Changes in discharge patterns also may take the form of altered flow variability. The diagram shows increased daily discharge variability (e.g., a dam regulating flow throughout the day to meet hydro-electric demands) and decreased seasonal discharge variability (e.g., a dam may stabilize outflow regardless of seasonal precipitation and/or snowmelt). Seasonal flow stabilization may result in increases in lentic taxa more suited to slow-moving water (e.g., macrophytes), or decreases in taxa relying on discharge-related life cycle cues (e.g., timing of seasonal flow regime shifts). In contrast, increases in daily flow variability may lead to decreases in flow refugia (i.e., slower flow areas where organisms can avoid stormflows) and subsequent scouring and displacement of organisms.
Changes in discharge pattern timing or sequencing may disrupt synchrony between discharges and organism life histories.
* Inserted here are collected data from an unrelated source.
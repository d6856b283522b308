//! A3S Watch CLI - container update watcher.

pub mod commands;
pub mod output;
//! Quay.io.
//!
//! Robot account credentials are exchanged for a bearer token; tag pages
//! are chained through the `next_page` token of the `Link` header.

use super::{basic_credentials, fetch_token, https_v2, mask_opt, parse_config, AuthPull};
use crate::registry::client::RegistryRequest;
use a3s_watch_core::error::{Result, WatchError};
use a3s_watch_core::image::ImageRef;
use serde::{Deserialize, Serialize};

const HOST: &str = "quay.io";
const TOKEN_URL: &str = "https://quay.io/v2/auth";

#[derive(Debug, Clone, Default, Serialize, Deserialize)]
#[serde(deny_unknown_fields)]
pub struct QuayConfig {
    #[serde(default)]
    pub namespace: Option<String>,
    #[serde(default)]
    pub account: Option<String>,
    #[serde(default)]
    pub token: Option<String>,
}

#[derive(Debug, Clone)]
pub struct Quay {
    config: QuayConfig,
}

impl Quay {
    pub fn from_config(component: &str, value: &serde_json::Value) -> Result<Self> {
        let config: QuayConfig = parse_config(component, value)?;
        let set = [&config.namespace, &config.account, &config.token];
        let present = set.iter().filter(|v| v.is_some()).count();
        if present != 0 && present != set.len() {
            let missing = ["namespace", "account", "token"]
                .iter()
                .zip(set.iter())
                .filter(|(_, v)| v.is_none())
                .map(|(name, _)| name.to_string())
                .collect();
            return Err(WatchError::ConfigValidation {
                component: component.to_string(),
                fields: missing,
            });
        }
        Ok(Self { config })
    }

    pub fn matches(&self, image: &ImageRef) -> bool {
        image.registry_host().ends_with(HOST)
    }

    pub fn normalize(&self, image: &mut ImageRef) {
        let host = image.registry_host().to_string();
        image.registry.url = https_v2(&host);
    }

    /// Robot account login (`namespace+account`).
    fn login(&self) -> Option<(String, &str)> {
        let namespace = self.config.namespace.as_ref()?;
        let account = self.config.account.as_ref()?;
        let token = self.config.token.as_deref()?;
        Some((format!("{}+{}", namespace, account), token))
    }

    pub fn token_url(name: &str) -> String {
        format!(
            "{}?service=quay.io&scope=repository:{}:pull",
            TOKEN_URL, name
        )
    }

    /// Anonymous access is left untouched.
    pub async fn authenticate(
        &self,
        http: &reqwest::Client,
        image: &ImageRef,
        request: RegistryRequest,
    ) -> Result<RegistryRequest> {
        let Some((login, token)) = self.login() else {
            return Ok(request);
        };
        let credentials = basic_credentials(&login, token);
        let bearer = fetch_token(http, &Self::token_url(&image.name), Some(&credentials)).await?;
        request.authorization("Bearer", &bearer)
    }

    pub fn auth_pull(&self) -> Option<AuthPull> {
        self.login().map(|(username, token)| AuthPull {
            username,
            password: token.to_string(),
        })
    }

    pub fn masked(&self) -> serde_json::Value {
        serde_json::json!({
            "namespace": self.config.namespace,
            "account": self.config.account,
            "token": mask_opt(&self.config.token),
        })
    }
}
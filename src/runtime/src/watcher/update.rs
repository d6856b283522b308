//! Update detection for one container.

use crate::engine::Engine;
use crate::registry::RegistryProvider;
use a3s_watch_core::error::Result;
use a3s_watch_core::{TrackedContainer, UpdateResult};

/// Find the newest version of a container's image on its registry.
///
/// Without a provider the running tag is returned unchanged. When the
/// digest is watched the local digest reference is refreshed on
/// `container.image.digest.value` so the verdict can compare both sides.
pub async fn find_new_version(
    container: &mut TrackedContainer,
    provider: Option<&RegistryProvider>,
    engine: &dyn Engine,
) -> Result<UpdateResult> {
    let mut result = UpdateResult {
        tag: container.image.tag.value.clone(),
        ..Default::default()
    };

    let Some(provider) = provider else {
        tracing::warn!(
            container = %container.name,
            image = %container.image.name,
            registry = %container.image.registry.url,
            "Unsupported registry; no update detection"
        );
        return Ok(result);
    };

    let tags = provider.get_tags(&container.image).await?;
    tracing::debug!(container = %container.name, count = tags.len(), "Fetched tags");

    let candidates = container.tag_filter().candidates(
        &container.image.tag.value,
        container.image.tag.semver,
        &tags,
    );

    if container.image.digest.watch {
        if let Some(repo_digest) = container.image.digest.repo.clone() {
            // Check the best candidate when there is one (local `mongo:8`,
            // remote `mongo:8.0.1`), the running tag otherwise
            let target = match candidates.first() {
                Some(candidate) => container.image.with_tag(candidate),
                None => container.image.clone(),
            };

            let remote = provider.get_image_manifest_digest(&target, None).await?;
            result.digest = Some(remote.digest.clone());
            result.created = remote.created.clone();

            container.image.digest.value = if remote.version == 2 {
                let local = provider
                    .get_image_manifest_digest(&target, Some(&repo_digest))
                    .await?;
                Some(local.digest)
            } else {
                // Legacy manifests compare against the local config image
                engine.inspect_image(&container.image.id).await?.config_image()
            };
        }
    }

    if let Some(best) = candidates.into_iter().next() {
        result.tag = best;
    }
    Ok(result)
}
//! Watch configuration.
//!
//! A single YAML document describes the devices that can be reached, the
//! watchers bound to them and the registries used for update detection.

use crate::error::{Result, WatchError};
use crate::schedule::parse_cron;
use serde::{Deserialize, Serialize};
use std::path::{Path, PathBuf};

/// Default primary reconciliation schedule (top of every hour)
pub const DEFAULT_CRON: &str = "0 * * * *";

/// Default stats collection schedule (every minute)
pub const DEFAULT_STATS_CRON: &str = "*/1 * * * *";

/// Quiet window for coalescing create/destroy event bursts
pub const DEFAULT_DEBOUNCE_MS: u64 = 5000;

/// Delay before the first reconciliation after a watcher starts
pub const DEFAULT_WARMUP_MS: u64 = 1000;

/// Default per-watcher fan-out cap
pub const DEFAULT_CONCURRENCY: usize = 8;

/// Top-level configuration
#[derive(Debug, Clone, Serialize, Deserialize)]
#[serde(default)]
pub struct WatchConfig {
    /// Log level used when RUST_LOG is not set
    pub log_level: LogLevel,

    /// Maximum concurrent per-container checks within one cycle
    pub concurrency: usize,

    /// Debounce window for event-triggered cycles (milliseconds)
    pub debounce_ms: u64,

    /// Warm-up delay before the first cycle (milliseconds)
    pub warmup_ms: u64,

    /// Known devices
    pub devices: Vec<DeviceConfig>,

    /// Watchers, one per monitored device
    pub watchers: Vec<WatcherConfig>,

    /// Registry providers
    pub registries: Vec<RegistryEntry>,
}

impl Default for WatchConfig {
    fn default() -> Self {
        Self {
            log_level: LogLevel::Info,
            concurrency: DEFAULT_CONCURRENCY,
            debounce_ms: DEFAULT_DEBOUNCE_MS,
            warmup_ms: DEFAULT_WARMUP_MS,
            devices: Vec::new(),
            watchers: Vec::new(),
            registries: Vec::new(),
        }
    }
}

impl WatchConfig {
    /// Default config location (`~/.a3s/watch.yaml`).
    pub fn default_path() -> PathBuf {
        dirs::home_dir()
            .unwrap_or_else(|| PathBuf::from("."))
            .join(".a3s")
            .join("watch.yaml")
    }

    /// Load and validate a config file.
    pub fn load(path: &Path) -> Result<Self> {
        let raw = std::fs::read_to_string(path).map_err(|e| {
            WatchError::ConfigError(format!("Failed to read {}: {}", path.display(), e))
        })?;
        Self::from_yaml(&raw)
    }

    /// Parse and validate a YAML document.
    pub fn from_yaml(raw: &str) -> Result<Self> {
        let config: WatchConfig = serde_yaml::from_str(raw)?;
        config.validate()?;
        Ok(config)
    }

    /// Check process-wide settings. Watchers and registries are validated
    /// individually when they register.
    pub fn validate(&self) -> Result<()> {
        if self.concurrency == 0 {
            return Err(WatchError::invalid_field("config", "concurrency"));
        }
        Ok(())
    }
}

/// A device reachable through a Docker-compatible engine API
#[derive(Debug, Clone, Default, Serialize, Deserialize)]
pub struct DeviceConfig {
    /// Device identifier referenced by watchers
    pub uuid: String,

    /// Device address
    pub ip: String,

    #[serde(default)]
    pub hostname: Option<String>,

    /// Engine endpoint; defaults to `http://<ip>:2375`
    #[serde(default)]
    pub engine_url: Option<String>,

    /// Basic credentials for an authenticating engine proxy
    #[serde(default)]
    pub username: Option<String>,

    #[serde(default)]
    pub password: Option<String>,
}

/// Watcher configuration supplied at registration time
#[derive(Debug, Clone, Serialize, Deserialize)]
#[serde(default)]
pub struct WatcherConfig {
    /// Watcher name, unique among watchers
    pub name: String,

    /// Device to watch
    pub device_uuid: String,

    /// Primary reconciliation schedule
    pub cron: String,

    /// Collect container stats
    pub watch_stats: bool,

    /// Stats collection schedule
    pub stats_cron: String,

    /// Watch containers without an explicit `wud.watch` label
    pub watch_by_default: bool,

    /// List containers in every state, not only running ones
    pub watch_all: bool,

    /// Subscribe to the engine event stream
    pub watch_events: bool,
}

impl Default for WatcherConfig {
    fn default() -> Self {
        Self {
            name: "local".to_string(),
            device_uuid: String::new(),
            cron: DEFAULT_CRON.to_string(),
            watch_stats: true,
            stats_cron: DEFAULT_STATS_CRON.to_string(),
            watch_by_default: true,
            watch_all: true,
            watch_events: true,
        }
    }
}

impl WatcherConfig {
    /// Validate every field, reporting all offending ones at once.
    pub fn validate(&self, component: &str) -> Result<()> {
        let mut fields = Vec::new();
        if self.name.trim().is_empty() {
            fields.push("name".to_string());
        }
        if self.device_uuid.trim().is_empty() {
            fields.push("device_uuid".to_string());
        }
        if let Err(e) = parse_cron(&self.cron) {
            fields.push(format!("cron ({})", e));
        }
        if self.watch_stats {
            if let Err(e) = parse_cron(&self.stats_cron) {
                fields.push(format!("stats_cron ({})", e));
            }
        }
        if fields.is_empty() {
            Ok(())
        } else {
            Err(WatchError::ConfigValidation {
                component: component.to_string(),
                fields,
            })
        }
    }
}

/// A registry provider declaration
#[derive(Debug, Clone, Serialize, Deserialize)]
pub struct RegistryEntry {
    /// Provider identifier (`hub`, `ecr`, `quay`, ...)
    pub provider: String,

    /// Instance name
    pub name: String,

    /// Provider-specific credential bag
    #[serde(default)]
    pub config: serde_json::Value,
}

/// Log level
#[derive(Debug, Clone, Copy, PartialEq, Eq, Serialize, Deserialize)]
#[serde(rename_all = "lowercase")]
pub enum LogLevel {
    Trace,
    Debug,
    Info,
    Warn,
    Error,
}

impl LogLevel {
    /// Directive string for an `EnvFilter`.
    pub fn as_filter(&self) -> &'static str {
        match self {
            LogLevel::Trace => "trace",
            LogLevel::Debug => "debug",
            LogLevel::Info => "info",
            LogLevel::Warn => "warn",
            LogLevel::Error => "error",
        }
    }
}

impl From<LogLevel> for tracing::Level {
    fn from(level: LogLevel) -> Self {
        match level {
            LogLevel::Trace => tracing::Level::TRACE,
            LogLevel::Debug => tracing::Level::DEBUG,
            LogLevel::Info => tracing::Level::INFO,
            LogLevel::Warn => tracing::Level::WARN,
            LogLevel::Error => tracing::Level::ERROR,
        }
    }
}
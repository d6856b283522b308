//! Registry providers.
//!
//! A [`RegistryProvider`] pairs one provider variant (Docker Hub, ECR,
//! Quay, ...) with the shared [`V2Client`]. Variants are a closed set chosen
//! by identifier at registration; unknown identifiers are rejected.

pub mod client;
pub mod manifest;
pub mod providers;
pub mod resolver;

pub use client::{Authenticate, ManifestDigest, Pagination, RegistryRequest, V2Client};
pub use providers::{mask, AuthPull};
pub use resolver::ProviderRegistry;

use a3s_watch_core::error::{Result, WatchError};
use a3s_watch_core::image::ImageRef;
use async_trait::async_trait;
use providers::{
    acr::Acr, custom::Custom, ecr::Ecr, gcr::Gcr, ghcr, ghcr::Ghcr, gitlab::Gitlab, hub::Hub,
    quay::Quay,
};
use std::fmt;
use std::str::FromStr;

/// Supported registry providers
#[derive(Debug, Clone, Copy, PartialEq, Eq, Hash)]
pub enum ProviderKind {
    Hub,
    Custom,
    Gitea,
    Forgejo,
    Ecr,
    Gcr,
    Ghcr,
    Lscr,
    Gitlab,
    Quay,
    Acr,
}

impl ProviderKind {
    pub const ALL: [ProviderKind; 11] = [
        ProviderKind::Hub,
        ProviderKind::Custom,
        ProviderKind::Gitea,
        ProviderKind::Forgejo,
        ProviderKind::Ecr,
        ProviderKind::Gcr,
        ProviderKind::Ghcr,
        ProviderKind::Lscr,
        ProviderKind::Gitlab,
        ProviderKind::Quay,
        ProviderKind::Acr,
    ];

    pub fn as_str(&self) -> &'static str {
        match self {
            ProviderKind::Hub => "hub",
            ProviderKind::Custom => "custom",
            ProviderKind::Gitea => "gitea",
            ProviderKind::Forgejo => "forgejo",
            ProviderKind::Ecr => "ecr",
            ProviderKind::Gcr => "gcr",
            ProviderKind::Ghcr => "ghcr",
            ProviderKind::Lscr => "lscr",
            ProviderKind::Gitlab => "gitlab",
            ProviderKind::Quay => "quay",
            ProviderKind::Acr => "acr",
        }
    }
}

impl fmt::Display for ProviderKind {
    fn fmt(&self, f: &mut fmt::Formatter<'_>) -> fmt::Result {
        f.write_str(self.as_str())
    }
}

impl FromStr for ProviderKind {
    type Err = WatchError;

    fn from_str(s: &str) -> Result<Self> {
        let lower = s.trim().to_ascii_lowercase();
        ProviderKind::ALL
            .into_iter()
            .find(|kind| kind.as_str() == lower)
            .ok_or_else(|| WatchError::invalid_field("registry", format!("provider '{}'", s)))
    }
}

/// Provider-specific behavior
#[derive(Debug)]
enum Backend {
    Hub(Hub),
    Custom(Custom),
    Ecr(Ecr),
    Gcr(Gcr),
    Ghcr(Ghcr),
    Gitlab(Gitlab),
    Quay(Quay),
    Acr(Acr),
}

/// A registered registry provider
pub struct RegistryProvider {
    id: String,
    kind: ProviderKind,
    name: String,
    backend: Backend,
    client: V2Client,
}

impl fmt::Debug for RegistryProvider {
    fn fmt(&self, f: &mut fmt::Formatter<'_>) -> fmt::Result {
        f.debug_struct("RegistryProvider")
            .field("id", &self.id)
            .field("configuration", &self.masked_configuration())
            .finish()
    }
}

impl RegistryProvider {
    /// Validate a configuration and build the provider.
    ///
    /// Fails with a configuration validation error for an unknown provider
    /// identifier or a configuration the provider rejects.
    pub async fn register(provider: &str, name: &str, config: &serde_json::Value) -> Result<Self> {
        let kind = ProviderKind::from_str(provider)?;
        let id = format!("registry.{}.{}", kind, name);
        let backend = match kind {
            ProviderKind::Hub => Backend::Hub(Hub::from_config(&id, config)?),
            ProviderKind::Custom | ProviderKind::Gitea | ProviderKind::Forgejo => {
                Backend::Custom(Custom::from_config(&id, config)?)
            }
            ProviderKind::Ecr => {
                let mut ecr = Ecr::from_config(&id, config)?;
                ecr.init().await;
                Backend::Ecr(ecr)
            }
            ProviderKind::Gcr => Backend::Gcr(Gcr::from_config(&id, config)?),
            ProviderKind::Ghcr => Backend::Ghcr(Ghcr::from_config(ghcr::GHCR_HOST, &id, config)?),
            ProviderKind::Lscr => Backend::Ghcr(Ghcr::from_config(ghcr::LSCR_HOST, &id, config)?),
            ProviderKind::Gitlab => Backend::Gitlab(Gitlab::from_config(&id, config)?),
            ProviderKind::Quay => Backend::Quay(Quay::from_config(&id, config)?),
            ProviderKind::Acr => Backend::Acr(Acr::from_config(&id, config)?),
        };
        let provider = Self {
            id,
            kind,
            name: name.to_string(),
            backend,
            client: V2Client::new(),
        };
        tracing::info!(
            id = %provider.id,
            configuration = %provider.masked_configuration(),
            "Registry provider registered"
        );
        Ok(provider)
    }

    /// Component id (`registry.<provider>.<name>`).
    pub fn id(&self) -> &str {
        &self.id
    }

    pub fn kind(&self) -> ProviderKind {
        self.kind
    }

    pub fn name(&self) -> &str {
        &self.name
    }

    /// Whether this provider is authoritative for the image's registry.
    pub fn matches(&self, image: &ImageRef) -> bool {
        match &self.backend {
            Backend::Hub(p) => p.matches(image),
            Backend::Custom(p) => p.matches(image),
            Backend::Ecr(p) => p.matches(image),
            Backend::Gcr(p) => p.matches(image),
            Backend::Ghcr(p) => p.matches(image),
            Backend::Gitlab(p) => p.matches(image),
            Backend::Quay(p) => p.matches(image),
            Backend::Acr(p) => p.matches(image),
        }
    }

    /// Rewrite the image's registry to this provider's canonical form.
    pub fn normalize_image(&self, image: &ImageRef) -> ImageRef {
        let mut normalized = image.clone();
        match &self.backend {
            Backend::Hub(p) => p.normalize(&mut normalized),
            Backend::Custom(p) => p.normalize(&mut normalized),
            Backend::Ecr(p) => p.normalize(&mut normalized),
            Backend::Gcr(p) => p.normalize(&mut normalized),
            Backend::Ghcr(p) => p.normalize(&mut normalized),
            Backend::Gitlab(p) => p.normalize(&mut normalized),
            Backend::Quay(p) => p.normalize(&mut normalized),
            Backend::Acr(p) => p.normalize(&mut normalized),
        }
        normalized.registry.name = self.id.clone();
        normalized
    }

    /// All tags of the image repository, newest first.
    pub async fn get_tags(&self, image: &ImageRef) -> Result<Vec<String>> {
        self.client.get_tags(self, image).await
    }

    /// Resolve the image tag, or `digest` when given, to a digest.
    pub async fn get_image_manifest_digest(
        &self,
        image: &ImageRef,
        digest: Option<&str>,
    ) -> Result<ManifestDigest> {
        self.client.get_image_manifest_digest(self, image, digest).await
    }

    /// Credentials for an engine pull, if the provider needs any.
    pub async fn get_auth_pull(&self) -> Option<AuthPull> {
        match &self.backend {
            Backend::Hub(p) => p.auth_pull(),
            Backend::Custom(p) => p.auth_pull(),
            Backend::Ecr(p) => p.auth_pull().await,
            Backend::Gcr(p) => p.auth_pull(),
            Backend::Ghcr(p) => p.auth_pull(),
            Backend::Gitlab(p) => p.auth_pull(),
            Backend::Quay(p) => p.auth_pull(),
            Backend::Acr(p) => p.auth_pull(),
        }
    }

    /// Configuration with every secret masked.
    pub fn masked_configuration(&self) -> serde_json::Value {
        match &self.backend {
            Backend::Hub(p) => p.masked(),
            Backend::Custom(p) => p.masked(),
            Backend::Ecr(p) => p.masked(),
            Backend::Gcr(p) => p.masked(),
            Backend::Ghcr(p) => p.masked(),
            Backend::Gitlab(p) => p.masked(),
            Backend::Quay(p) => p.masked(),
            Backend::Acr(p) => p.masked(),
        }
    }
}

#[async_trait]
impl Authenticate for RegistryProvider {
    async fn authenticate(
        &self,
        image: &ImageRef,
        request: RegistryRequest,
    ) -> Result<RegistryRequest> {
        let http = self.client.http();
        match &self.backend {
            Backend::Hub(p) => p.authenticate(http, image, request).await,
            Backend::Custom(p) => p.authenticate(request),
            Backend::Ecr(p) => p.authenticate(request).await,
            Backend::Gcr(p) => p.authenticate(http, image, request).await,
            Backend::Ghcr(p) => p.authenticate(request),
            Backend::Gitlab(p) => p.authenticate(http, image, request).await,
            Backend::Quay(p) => p.authenticate(http, image, request).await,
            Backend::Acr(p) => p.authenticate(request),
        }
    }

    fn pagination(&self) -> Pagination {
        match self.backend {
            Backend::Quay(_) => Pagination::NextPage,
            _ => Pagination::Last,
        }
    }
}
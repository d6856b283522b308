//! Tracked networks.

use serde::{Deserialize, Serialize};
use std::collections::HashMap;

/// Network present on a device, keyed by engine network id
#[derive(Debug, Clone, Default, PartialEq, Eq, Serialize, Deserialize)]
pub struct TrackedNetwork {
    pub id: String,
    pub name: String,
    pub driver: String,
    pub scope: String,
    pub device_id: String,
    pub watcher_id: String,
    pub labels: HashMap<String, String>,
}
For example, high flows may serve as a trigger for spawning or migration in certain fish species; if these high flows are prevented (e.g., through regulation), or if high flows occur earlier or later in the season, the cueing and outcome of these behaviors may be altered.
At the reach scale, changes in local flow characteristics may include changes in water depth or velocity. Decreases may contribute to biological impairment by decreasing available water column habitat or by leading to increases in lentic taxa and macrophytes. Increases in water velocity and depth may increase scouring and displacement and affect biota via changes in physical habitat, leading to increases in taxa adapted to faster moving water and deeper water column habitats.
Flow alteration, as described above, may increase non-native taxa, decrease EPT taxa, and decrease invertebrate, plant, and fish richness or diversity. Such changes are often characterized as biological impairment, and may be associated with stress from flow alteration.